Moses Austin was born October 4, 1761, to Elias Austin and Eunice Phelps Austin in Durham, Connecticut. He is a descendant of Richard Austin on his paternal side.

In 1784, he moved to Philadelphia to enter the dry goods business with his brother, Stephen. He then moved to Richmond, Virginia, to open a second dry goods store. In 1785, he married into the affluent iron mining family of Mary Brown, who then became known as Mary Brown Austin. The Austins' first two children, Anna Maria (born 1787) and Eliza Fuller (born 1790), died in infancy. A son born in 1793 was named Stephen Fuller Austin in honor of his father's brother and his mother's great uncle. Their daughter Emily Austin followed in 1795, and their fifth child, James Elijah Brown Austin, was born in 1803.

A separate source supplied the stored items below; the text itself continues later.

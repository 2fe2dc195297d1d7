//! State behind the login, registration and settings screens.

use std::sync::Arc;

use news_model::validation::{validate_login, validate_registration};
use news_model::User;
use news_sync::AuthRepository;
use tokio::runtime::Handle;
use tokio::sync::watch;
use tracing::{info, warn};

use crate::feed::{drive, ignore, Mode, OnError, Owner};
use crate::slot::{Slot, SlotState};

/// Observable session state.
#[derive(Clone)]
pub struct AuthViewState {
    inner: Arc<AuthInner>,
}

struct AuthInner {
    repo: AuthRepository,
    runtime: Handle,
    current_user: Slot<Option<User>>,
    is_admin: Slot<bool>,
    auth_action: Slot<User>,
    sign_out: Slot<()>,
    error_message: watch::Sender<Option<String>>,
}

impl Owner for AuthInner {
    fn runtime(&self) -> &Handle {
        &self.runtime
    }

    fn report(&self, message: String) {
        warn!(%message, "auth operation failed");
        self.error_message.send_replace(Some(message));
    }
}

impl AuthViewState {
    pub fn new(repo: AuthRepository, runtime: Handle) -> Self {
        let (error_message, _) = watch::channel(None);
        Self {
            inner: Arc::new(AuthInner {
                repo,
                runtime,
                current_user: Slot::new(),
                is_admin: Slot::new(),
                auth_action: Slot::new(),
                sign_out: Slot::new(),
                error_message,
            }),
        }
    }

    /// Follows the session. Each signed-in profile triggers an admin check;
    /// signing out resets the admin flag.
    pub fn start(&self) {
        let inner = &self.inner;
        drive(
            inner,
            |s| &s.current_user,
            inner.repo.current_user(),
            Mode::Subscription,
            OnError::Surface,
            |owner: &Arc<AuthInner>, user: Option<User>| match user {
                Some(_) => owner.check_admin(),
                None => {
                    owner.is_admin.set(SlotState::Success(false));
                }
            },
        );
    }

    pub fn sign_in(&self, email: &str, password: &str) {
        let inner = &self.inner;
        if let Err(e) = validate_login(email, password) {
            inner.reject(e.to_string());
            return;
        }
        inner.clear_error();
        drive(
            inner,
            |s| &s.auth_action,
            inner.repo.sign_in(email, password),
            Mode::OneShot,
            OnError::Surface,
            |owner: &Arc<AuthInner>, user: User| {
                info!(user_id = %user.id, "signed in from form");
                owner.check_admin();
            },
        );
    }

    pub fn register(&self, display_name: &str, email: &str, password: &str, confirm_password: &str) {
        let inner = &self.inner;
        if let Err(e) = validate_registration(display_name, email, password, confirm_password) {
            inner.reject(e.to_string());
            return;
        }
        inner.clear_error();
        drive(
            inner,
            |s| &s.auth_action,
            inner.repo.register(email, password, display_name),
            Mode::OneShot,
            OnError::Surface,
            ignore,
        );
    }

    pub fn sign_out(&self) {
        let inner = &self.inner;
        drive(
            inner,
            |s| &s.sign_out,
            inner.repo.sign_out(),
            Mode::OneShot,
            OnError::Surface,
            |owner: &Arc<AuthInner>, ()| {
                owner.is_admin.set(SlotState::Success(false));
                owner.clear_error();
            },
        );
    }

    pub fn is_authenticated(&self) -> bool {
        matches!(self.inner.current_user.current(), SlotState::Success(Some(_)))
    }

    pub fn is_admin_now(&self) -> bool {
        self.inner.is_admin.current() == SlotState::Success(true)
    }

    pub fn clear_error(&self) {
        self.inner.clear_error();
    }

    pub fn reset_auth_action(&self) {
        self.inner.auth_action.set(SlotState::Idle);
    }

    pub fn current_user(&self) -> watch::Receiver<SlotState<Option<User>>> {
        self.inner.current_user.subscribe()
    }

    pub fn is_admin(&self) -> watch::Receiver<SlotState<bool>> {
        self.inner.is_admin.subscribe()
    }

    /// Result of the last sign-in or registration.
    pub fn auth_action(&self) -> watch::Receiver<SlotState<User>> {
        self.inner.auth_action.subscribe()
    }

    pub fn sign_out_state(&self) -> watch::Receiver<SlotState<()>> {
        self.inner.sign_out.subscribe()
    }

    pub fn error_message(&self) -> watch::Receiver<Option<String>> {
        self.inner.error_message.subscribe()
    }
}

impl AuthInner {
    fn clear_error(&self) {
        self.error_message.send_replace(None);
    }

    /// Form input failed validation; nothing is sent to the provider.
    fn reject(&self, message: String) {
        self.auth_action.set(SlotState::Error(message.clone()));
        self.error_message.send_replace(Some(message));
    }

    fn check_admin(self: &Arc<Self>) {
        drive(
            self,
            |s| &s.is_admin,
            self.repo.is_current_user_admin(),
            Mode::OneShot,
            OnError::Surface,
            ignore,
        );
    }
}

Austin sought to start his own mining business in southwestern Virginia, and in 1789 he traveled there to look at a lead mine. Moses saw potential in the site and by 1791 his family had joined him in what is now Wythe County. Moses and his brother Stephen and several other partners and individuals industrialized the area. Several smelters, furnaces, commissaries, blacksmith shops, liveries, and mills were established. The tiny village around the mines became known as "Austinville", and Moses came to be known as the "Lead King".

The Austin brothers soon incurred debts, causing the collapse of the company. After the Virginia lead business failed, Moses skipped out to avoid imprisonment and the consequences of debt, which was then customary for debtors in the U.S. under traditional English law (now being developed for U.S. federal and state codes), and looked toward the rich lead deposits in Missouri, then a part of upper Spanish Louisiana. In December 1797, Austin and a companion traveled to investigate the Spanish mines. Stephen remained behind to salvage the Virginia business, creating a rift between the two brothers that would last for much of the rest of their lives. The state of Virginia seized much of the property Moses owned and broke up the various operations, which were later purchased from the state at great discounts by Thomas Jackson and his partners — they would later build the Jackson Ferry Shot Tower, one of the few extant shot towers in United States, at this location.

In 1798, the Spanish colonial government granted to Moses one league of land (4,428 acres) to undertake lead mining operations. In return he swore allegiance to the Spanish Crown and stated he would settle some families in Missouri. Travelling to Missouri, Austin worked with Francois Valle to identify his claims and to learn the practices of lead mining in Missouri. Valle and other French colonizers had long used enslaved African Americans and enslaved Native Americans to mine, and Austin immediately took to these practices. In 1798, the year of his arrival in Missouri, he purchased at least one enslaved man. Moses greatly expanded the use of enslaved men and women in running mining operations in Missouri. Enslaved African American men were used for the hard, difficult labor of digging the lead ore and processing it. Enslaved boys were forced to man the carts that carried ore from the pits to the smelters. Enslaved women and girls were used to prepare food for the enslaved men who worked the mines, pits, and smelting operations.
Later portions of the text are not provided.